Homebrew Sensing Project
Organization: Public Laboratory
Project leads: Shannon Dosemagen, Jeffrey Warren, Mathew Lippincott
People are increasingly concerned about exposure to of hazardous chemicals—from formaldehyde in building materials to fumes from industrial sites—and their long- and short-term health impacts. To address this problem, the Public Laboratory wants to provide more low-cost chemical analysis tools, including simple devices that can be plugged into smartphones and laptops, so residents can measure the effects themselves instead of relying on costly labs. With its community of more than 3,500 active members, Public Lab raised $110,000 from more than 1,500 backers in 2012 with a Kickstarter campaign to use DIY spectrometry tools to identify petroleum in sediments in coastal Louisiana and monitor emissions from oil refineries, among other projects. Knight funding will allow the lab’s Homebrew Sensing Project to expand, improve its hardware and software, and connect with citizens to collect data that empowers communities.
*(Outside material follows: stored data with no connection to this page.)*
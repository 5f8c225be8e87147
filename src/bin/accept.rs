use anyhow::{bail, Context, Result};
use clap::Parser;
use indicatif::{ProgressBar, ProgressStyle};
use plywood::{EngineConfig, Position, Searcher};
use rayon::prelude::*;
use serde::Deserialize;
use std::io::{BufRead, BufReader};
use std::path::PathBuf;
use std::time::Instant;

#[derive(Debug, Deserialize)]
struct Rec { fen: String, best: String }

#[derive(Parser, Debug)]
#[command(name = "accept", about = "Run a best-move suite (JSONL of {fen, best}) against the searcher")]
struct Args {
    /// Suite file, one JSON object per line
    #[arg(value_name = "SUITE")]
    suite: PathBuf,
    #[arg(long, default_value_t = 3)]
    depth: u32,
    /// JSON engine configuration
    #[arg(long)]
    config: Option<PathBuf>,
    /// Exit non-zero when any case fails
    #[arg(long, default_value_t = false)]
    strict: bool,
}

enum Outcome {
    Ok { nodes: u64 },
    Miss { idx: usize, fen: String, got: String, expect: String },
}

fn load_jsonl(path: &PathBuf) -> Result<Vec<Rec>> {
    let f = std::fs::File::open(path).with_context(|| format!("opening {}", path.display()))?;
    let mut out = Vec::new();
    for (i, line) in BufReader::new(f).lines().enumerate() {
        let line = line?;
        let l = line.trim();
        if l.is_empty() || l.starts_with('#') { continue; }
        let rec: Rec = serde_json::from_str(l).with_context(|| format!("line {}", i + 1))?;
        out.push(rec);
    }
    Ok(out)
}

fn solve(idx: usize, case: &Rec, depth: u32, config: EngineConfig) -> Result<Outcome> {
    let mut pos = Position::from_fen(&case.fen)?;
    let mut searcher = Searcher::new(config);
    let res = searcher.search(&mut pos, depth);
    let got = res.best_move.map(|m| m.to_string()).unwrap_or_else(|| "0000".into());
    if got == case.best {
        Ok(Outcome::Ok { nodes: res.nodes })
    } else {
        Ok(Outcome::Miss { idx, fen: case.fen.clone(), got, expect: case.best.clone() })
    }
}

fn main() -> Result<()> {
    env_logger::init();
    let args = Args::parse();
    let config = match &args.config {
        Some(p) => EngineConfig::from_json_file(p)?,
        None => EngineConfig::default(),
    };
    let cases = load_jsonl(&args.suite)?;

    let pb = ProgressBar::new(cases.len() as u64);
    pb.set_style(
        ProgressStyle::with_template("{bar:40} {pos}/{len} {elapsed_precise}")
            .context("progress template")?,
    );

    let t0 = Instant::now();
    let outcomes: Vec<Outcome> = cases
        .par_iter()
        .enumerate()
        .map(|(i, case)| {
            let r = solve(i, case, args.depth, config);
            pb.inc(1);
            r
        })
        .collect::<Result<_>>()?;
    pb.finish_and_clear();

    let mut failures = Vec::new();
    let mut nodes = 0u64;
    for o in outcomes {
        match o {
            Outcome::Ok { nodes: n } => nodes += n,
            Outcome::Miss { idx, fen, got, expect } => failures.push(format!("idx={idx} fen={fen} got={got} expect={expect}")),
        }
    }
    let total = t0.elapsed().as_secs_f64();
    println!(
        "summary: cases={} passed={} elapsed={:.3}s nodes={} depth={}",
        cases.len(),
        cases.len() - failures.len(),
        total,
        nodes,
        args.depth
    );
    if !failures.is_empty() {
        eprintln!("failures ({}):\n{}", failures.len(), failures.join("\n"));
        if args.strict {
            bail!("{} of {} cases failed", failures.len(), cases.len());
        }
    }
    Ok(())
}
Organization: Code for America
Project leads: Sophia Parafina, Moncef Belyamani, Anselm Bradford
Launched in beta in San Mateo County, Calif., by a team of Code for America fellows, this open source tool connects citizens with community resources through one centralized database. Ohana helps people locate social services, displays them on a map and makes the results easily printable. This database unites information on health, human and social services that are often kept in separate silos, such as paying for food, finding affordable health care or connecting with a social worker. Exposing the data through a Web API, the tool allows users to quickly access targeted community information through applications such as search engines, smartphones, or SMS.
Open Humans Network
Project leads: Jason Bobe and Madeleine Price Ball
Patients today have greater access to their own medical records, but they are limited in their ability to share that information, which hinders the potential for advancing medical research. To address these problems, the Open Humans Network will create an online portal to connect people willing to publicly share data about themselves with researchers. The portal will include three components: a personal page that will allow participants to set up their data profile; a public data explorer enabling people to use data compiled from participant profiles; and a set of design guidelines for researchers looking to use a collaborative data sharing model.
Organization: Principled Strategies
Project leads: Patrick Burns and Paul Dubose
Since the 1990s, prescription drug abuse has significantly increased in the United States. However, a lack of actionable information about prescription drug abuse risk, despite the increase of state monitoring programs, makes it difficult to combat the problem. SafeUseNow aims to reduce abuse by making prescribing safer and more effective. The tool uses data to identify combinations of prescribers, patients and pharmacies who may be contributing to the problem. This information helps pharmacies, insurance companies and other health care stakeholders educate prescribers to more effectively and safely treat patients. It also allows them to monitor prescribing patterns for changes in trends and behavior. A successful pilot with one health plan provider achieved a significant reduction in key risk factors. With Knight Foundation funding, the team will scale the project for use by Medicaid plans in California and aims to spread around the country.